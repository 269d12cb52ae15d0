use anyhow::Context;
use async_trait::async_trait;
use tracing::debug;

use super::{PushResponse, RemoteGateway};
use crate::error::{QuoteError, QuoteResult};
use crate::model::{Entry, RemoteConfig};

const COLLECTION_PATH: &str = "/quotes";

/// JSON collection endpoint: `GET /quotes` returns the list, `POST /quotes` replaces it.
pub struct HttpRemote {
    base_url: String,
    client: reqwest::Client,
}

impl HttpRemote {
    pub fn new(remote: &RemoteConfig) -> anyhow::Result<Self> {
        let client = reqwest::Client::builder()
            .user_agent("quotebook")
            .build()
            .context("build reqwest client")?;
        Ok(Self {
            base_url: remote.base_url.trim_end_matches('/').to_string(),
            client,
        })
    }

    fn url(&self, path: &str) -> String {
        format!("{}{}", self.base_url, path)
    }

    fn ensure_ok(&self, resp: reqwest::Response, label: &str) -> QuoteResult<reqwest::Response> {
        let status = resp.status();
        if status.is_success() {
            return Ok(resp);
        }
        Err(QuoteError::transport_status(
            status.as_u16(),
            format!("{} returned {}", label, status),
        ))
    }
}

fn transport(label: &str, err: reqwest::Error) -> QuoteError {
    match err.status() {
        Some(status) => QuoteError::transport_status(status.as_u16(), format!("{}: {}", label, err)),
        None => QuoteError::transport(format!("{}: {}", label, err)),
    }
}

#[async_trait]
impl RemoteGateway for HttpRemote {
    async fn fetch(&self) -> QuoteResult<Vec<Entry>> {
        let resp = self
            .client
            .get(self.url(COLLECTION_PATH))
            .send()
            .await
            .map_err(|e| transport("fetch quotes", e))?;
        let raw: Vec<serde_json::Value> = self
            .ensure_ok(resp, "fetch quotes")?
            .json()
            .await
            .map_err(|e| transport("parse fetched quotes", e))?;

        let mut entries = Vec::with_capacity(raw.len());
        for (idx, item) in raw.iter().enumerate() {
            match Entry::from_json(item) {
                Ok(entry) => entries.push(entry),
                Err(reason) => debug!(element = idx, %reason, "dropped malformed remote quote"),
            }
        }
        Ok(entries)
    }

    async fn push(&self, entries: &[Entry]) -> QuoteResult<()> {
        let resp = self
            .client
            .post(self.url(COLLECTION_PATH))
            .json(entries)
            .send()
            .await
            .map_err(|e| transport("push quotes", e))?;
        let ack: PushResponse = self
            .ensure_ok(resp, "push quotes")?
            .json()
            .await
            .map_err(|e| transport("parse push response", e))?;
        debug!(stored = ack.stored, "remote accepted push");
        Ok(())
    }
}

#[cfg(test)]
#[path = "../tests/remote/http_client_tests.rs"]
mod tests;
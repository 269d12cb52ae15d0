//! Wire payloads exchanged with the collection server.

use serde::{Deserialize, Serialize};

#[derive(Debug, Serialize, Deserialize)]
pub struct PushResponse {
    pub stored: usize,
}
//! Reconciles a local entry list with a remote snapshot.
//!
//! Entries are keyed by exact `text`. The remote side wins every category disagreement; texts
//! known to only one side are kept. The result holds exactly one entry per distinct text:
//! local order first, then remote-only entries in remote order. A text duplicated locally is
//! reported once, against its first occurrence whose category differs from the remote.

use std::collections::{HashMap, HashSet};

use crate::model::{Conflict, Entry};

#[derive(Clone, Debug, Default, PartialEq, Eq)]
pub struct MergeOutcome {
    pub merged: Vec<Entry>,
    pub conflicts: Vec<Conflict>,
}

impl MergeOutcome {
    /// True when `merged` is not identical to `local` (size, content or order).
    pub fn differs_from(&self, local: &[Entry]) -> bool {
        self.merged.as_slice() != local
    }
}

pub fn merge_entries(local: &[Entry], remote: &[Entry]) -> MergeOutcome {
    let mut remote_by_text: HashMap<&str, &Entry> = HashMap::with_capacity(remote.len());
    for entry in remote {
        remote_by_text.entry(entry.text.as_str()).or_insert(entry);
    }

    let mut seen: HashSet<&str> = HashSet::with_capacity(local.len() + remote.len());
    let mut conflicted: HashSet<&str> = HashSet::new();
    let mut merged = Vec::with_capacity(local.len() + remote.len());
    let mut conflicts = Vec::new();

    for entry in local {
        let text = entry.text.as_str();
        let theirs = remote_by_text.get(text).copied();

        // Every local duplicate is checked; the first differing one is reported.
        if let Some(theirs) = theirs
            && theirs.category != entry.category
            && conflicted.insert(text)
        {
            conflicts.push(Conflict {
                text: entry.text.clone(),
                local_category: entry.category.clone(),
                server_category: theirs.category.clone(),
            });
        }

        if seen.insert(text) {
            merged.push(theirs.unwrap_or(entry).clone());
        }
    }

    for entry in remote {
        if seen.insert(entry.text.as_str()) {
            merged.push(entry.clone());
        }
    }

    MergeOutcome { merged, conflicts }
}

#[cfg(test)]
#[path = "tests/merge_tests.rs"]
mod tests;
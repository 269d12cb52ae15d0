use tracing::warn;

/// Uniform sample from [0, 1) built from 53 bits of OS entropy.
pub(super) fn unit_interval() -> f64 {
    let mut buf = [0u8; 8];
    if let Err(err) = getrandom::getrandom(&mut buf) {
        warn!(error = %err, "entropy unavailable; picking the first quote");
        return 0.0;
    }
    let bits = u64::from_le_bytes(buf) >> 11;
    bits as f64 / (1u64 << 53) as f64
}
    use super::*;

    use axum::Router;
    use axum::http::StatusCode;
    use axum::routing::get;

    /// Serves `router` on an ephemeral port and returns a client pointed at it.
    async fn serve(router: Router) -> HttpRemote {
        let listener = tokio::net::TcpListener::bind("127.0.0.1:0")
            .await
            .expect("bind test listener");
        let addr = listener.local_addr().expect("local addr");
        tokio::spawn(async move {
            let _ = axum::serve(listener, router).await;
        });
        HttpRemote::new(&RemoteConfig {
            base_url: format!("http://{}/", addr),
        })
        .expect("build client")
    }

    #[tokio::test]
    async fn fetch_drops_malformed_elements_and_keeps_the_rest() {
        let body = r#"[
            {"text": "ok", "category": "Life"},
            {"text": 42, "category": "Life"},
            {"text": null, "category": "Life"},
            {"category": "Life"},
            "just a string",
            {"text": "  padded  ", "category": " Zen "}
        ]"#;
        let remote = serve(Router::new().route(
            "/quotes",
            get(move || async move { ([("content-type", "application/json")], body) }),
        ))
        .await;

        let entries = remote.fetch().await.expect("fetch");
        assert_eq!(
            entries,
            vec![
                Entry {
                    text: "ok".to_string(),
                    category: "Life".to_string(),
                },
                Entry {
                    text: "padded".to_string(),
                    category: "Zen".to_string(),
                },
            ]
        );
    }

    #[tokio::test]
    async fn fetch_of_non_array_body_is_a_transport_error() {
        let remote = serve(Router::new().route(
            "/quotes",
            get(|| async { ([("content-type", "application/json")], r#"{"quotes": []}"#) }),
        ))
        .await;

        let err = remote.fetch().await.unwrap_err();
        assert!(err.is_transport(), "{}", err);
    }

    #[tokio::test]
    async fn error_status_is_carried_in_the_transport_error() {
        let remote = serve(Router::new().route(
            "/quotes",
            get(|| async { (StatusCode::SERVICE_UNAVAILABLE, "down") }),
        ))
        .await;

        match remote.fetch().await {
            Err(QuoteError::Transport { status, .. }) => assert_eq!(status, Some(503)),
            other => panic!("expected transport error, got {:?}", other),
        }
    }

*TASK TO CARRY OUT*
The answer must contain every line of the material, unchanged.

*RESULT BELOW*
repository 269d12cb52ae15d0
use anyhow::Context;
use async_trait::async_trait;
use tracing::debug;

use super::{PushResponse, RemoteGateway};
use crate::error::{QuoteError, QuoteResult};
use crate::model::{Entry, RemoteConfig};

const COLLECTION_PATH: &str = "/quotes";

/// JSON collection endpoint: `GET /quotes` returns the list, `POST /quotes` replaces it.
pub struct HttpRemote {
    base_url: String,
    client: reqwest::Client,
}

impl HttpRemote {
    pub fn new(remote: &RemoteConfig) -> anyhow::Result<Self> {
        let client = reqwest::Client::builder()
            .user_agent("quotebook")
            .build()
            .context("build reqwest client")?;
        Ok(Self {
            base_url: remote.base_url.trim_end_matches('/').to_string(),
            client,
        })
    }

    fn url(&self, path: &str) -> String {
        format!("{}{}", self.base_url, path)
    }

    fn ensure_ok(&self, resp: reqwest::Response, label: &str) -> QuoteResult<reqwest::Response> {
        let status = resp.status();
        if status.is_success() {
            return Ok(resp);
        }
        Err(QuoteError::transport_status(
            status.as_u16(),
            format!("{} returned {}", label, status),
        ))
    }
}

fn transport(label: &str, err: reqwest::Error) -> QuoteError {
    match err.status() {
        Some(status) => QuoteError::transport_status(status.as_u16(), format!("{}: {}", label, err)),
        None => QuoteError::transport(format!("{}: {}", label, err)),
    }
}

#[async_trait]
impl RemoteGateway for HttpRemote {
    async fn fetch(&self) -> QuoteResult<Vec<Entry>> {
        let resp = self
            .client
            .get(self.url(COLLECTION_PATH))
            .send()
            .await
            .map_err(|e| transport("fetch quotes", e))?;
        let raw: Vec<serde_json::Value> = self
            .ensure_ok(resp, "fetch quotes")?
            .json()
            .await
            .map_err(|e| transport("parse fetched quotes", e))?;

        let mut entries = Vec::with_capacity(raw.len());
        for (idx, item) in raw.iter().enumerate() {
            match Entry::from_json(item) {
                Ok(entry) => entries.push(entry),
                Err(reason) => debug!(element = idx, %reason, "dropped malformed remote quote"),
            }
        }
        Ok(entries)
    }

    async fn push(&self, entries: &[Entry]) -> QuoteResult<()> {
        let resp = self
            .client
            .post(self.url(COLLECTION_PATH))
            .json(entries)
            .send()
            .await
            .map_err(|e| transport("push quotes", e))?;
        let ack: PushResponse = self
            .ensure_ok(resp, "push quotes")?
            .json()
            .await
            .map_err(|e| transport("parse push response", e))?;
        debug!(stored = ack.stored, "remote accepted push");
        Ok(())
    }
}

#[cfg(test)]
#[path = "../tests/remote/http_client_tests.rs"]
mod tests;
repository 269d12cb52ae15d0
//! Wire payloads exchanged with the collection server.

use serde::{Deserialize, Serialize};

#[derive(Debug, Serialize, Deserialize)]
pub struct PushResponse {
    pub stored: usize,
}
//! Reconciles a local entry list with a remote snapshot.
//!
//! Entries are keyed by exact `text`. The remote side wins every category disagreement; texts
//! known to only one side are kept. The result holds exactly one entry per distinct text:
//! local order first, then remote-only entries in remote order. A text duplicated locally is
//! reported once, against its first occurrence whose category differs from the remote.

use std::collections::{HashMap, HashSet};

use crate::model::{Conflict, Entry};

#[derive(Clone, Debug, Default, PartialEq, Eq)]
pub struct MergeOutcome {
    pub merged: Vec<Entry>,
    pub conflicts: Vec<Conflict>,
}

impl MergeOutcome {
    /// True when `merged` is not identical to `local` (size, content or order).
    pub fn differs_from(&self, local: &[Entry]) -> bool {
        self.merged.as_slice() != local
    }
}

pub fn merge_entries(local: &[Entry], remote: &[Entry]) -> MergeOutcome {
    let mut remote_by_text: HashMap<&str, &Entry> = HashMap::with_capacity(remote.len());
    for entry in remote {
        remote_by_text.entry(entry.text.as_str()).or_insert(entry);
    }

    let mut seen: HashSet<&str> = HashSet::with_capacity(local.len() + remote.len());
    let mut conflicted: HashSet<&str> = HashSet::new();
    let mut merged = Vec::with_capacity(local.len() + remote.len());
    let mut conflicts = Vec::new();

    for entry in local {
        let text = entry.text.as_str();
        let theirs = remote_by_text.get(text).copied();

        // Every local duplicate is checked; the first differing one is reported.
        if let Some(theirs) = theirs
            && theirs.category != entry.category
            && conflicted.insert(text)
        {
            conflicts.push(Conflict {
                text: entry.text.clone(),
                local_category: entry.category.clone(),
                server_category: theirs.category.clone(),
            });
        }

        if seen.insert(text) {
            merged.push(theirs.unwrap_or(entry).clone());
        }
    }

    for entry in remote {
        if seen.insert(entry.text.as_str()) {
            merged.push(entry.clone());
        }
    }

    MergeOutcome { merged, conflicts }
}

#[cfg(test)]
#[path = "tests/merge_tests.rs"]
mod tests;
repository 269d12cb52ae15d0
use tracing::warn;

/// Uniform sample from [0, 1) built from 53 bits of OS entropy.
pub(super) fn unit_interval() -> f64 {
    let mut buf = [0u8; 8];
    if let Err(err) = getrandom::getrandom(&mut buf) {
        warn!(error = %err, "entropy unavailable; picking the first quote");
        return 0.0;
    }
    let bits = u64::from_le_bytes(buf) >> 11;
    bits as f64 / (1u64 << 53) as f64
}
    use super::*;

    use axum::Router;
    use axum::http::StatusCode;
    use axum::routing::get;

    /// Serves `router` on an ephemeral port and returns a client pointed at it.
    async fn serve(router: Router) -> HttpRemote {
        let listener = tokio::net::TcpListener::bind("127.0.0.1:0")
            .await
            .expect("bind test listener");
        let addr = listener.local_addr().expect("local addr");
        tokio::spawn(async move {
            let _ = axum::serve(listener, router).await;
        });
        HttpRemote::new(&RemoteConfig {
            base_url: format!("http://{}/", addr),
        })
        .expect("build client")
    }

    #[tokio::test]
    async fn fetch_drops_malformed_elements_and_keeps_the_rest() {
        let body = r#"[
            {"text": "ok", "category": "Life"},
            {"text": 42, "category": "Life"},
            {"text": null, "category": "Life"},
            {"category": "Life"},
            "just a string",
            {"text": "  padded  ", "category": " Zen "}
        ]"#;
        let remote = serve(Router::new().route(
            "/quotes",
            get(move || async move { ([("content-type", "application/json")], body) }),
        ))
        .await;

        let entries = remote.fetch().await.expect("fetch");
        assert_eq!(
            entries,
            vec![
                Entry {
                    text: "ok".to_string(),
                    category: "Life".to_string(),
                },
                Entry {
                    text: "padded".to_string(),
                    category: "Zen".to_string(),
                },
            ]
        );
    }

    #[tokio::test]
    async fn fetch_of_non_array_body_is_a_transport_error() {
        let remote = serve(Router::new().route(
            "/quotes",
            get(|| async { ([("content-type", "application/json")], r#"{"quotes": []}"#) }),
        ))
        .await;

        let err = remote.fetch().await.unwrap_err();
        assert!(err.is_transport(), "{}", err);
    }

    #[tokio::test]
    async fn error_status_is_carried_in_the_transport_error() {
        let remote = serve(Router::new().route(
            "/quotes",
            get(|| async { (StatusCode::SERVICE_UNAVAILABLE, "down") }),
        ))
        .await;

        match remote.fetch().await {
            Err(QuoteError::Transport { status, .. }) => assert_eq!(status, Some(503)),
            other => panic!("expected transport error, got {:?}", other),
        }
    }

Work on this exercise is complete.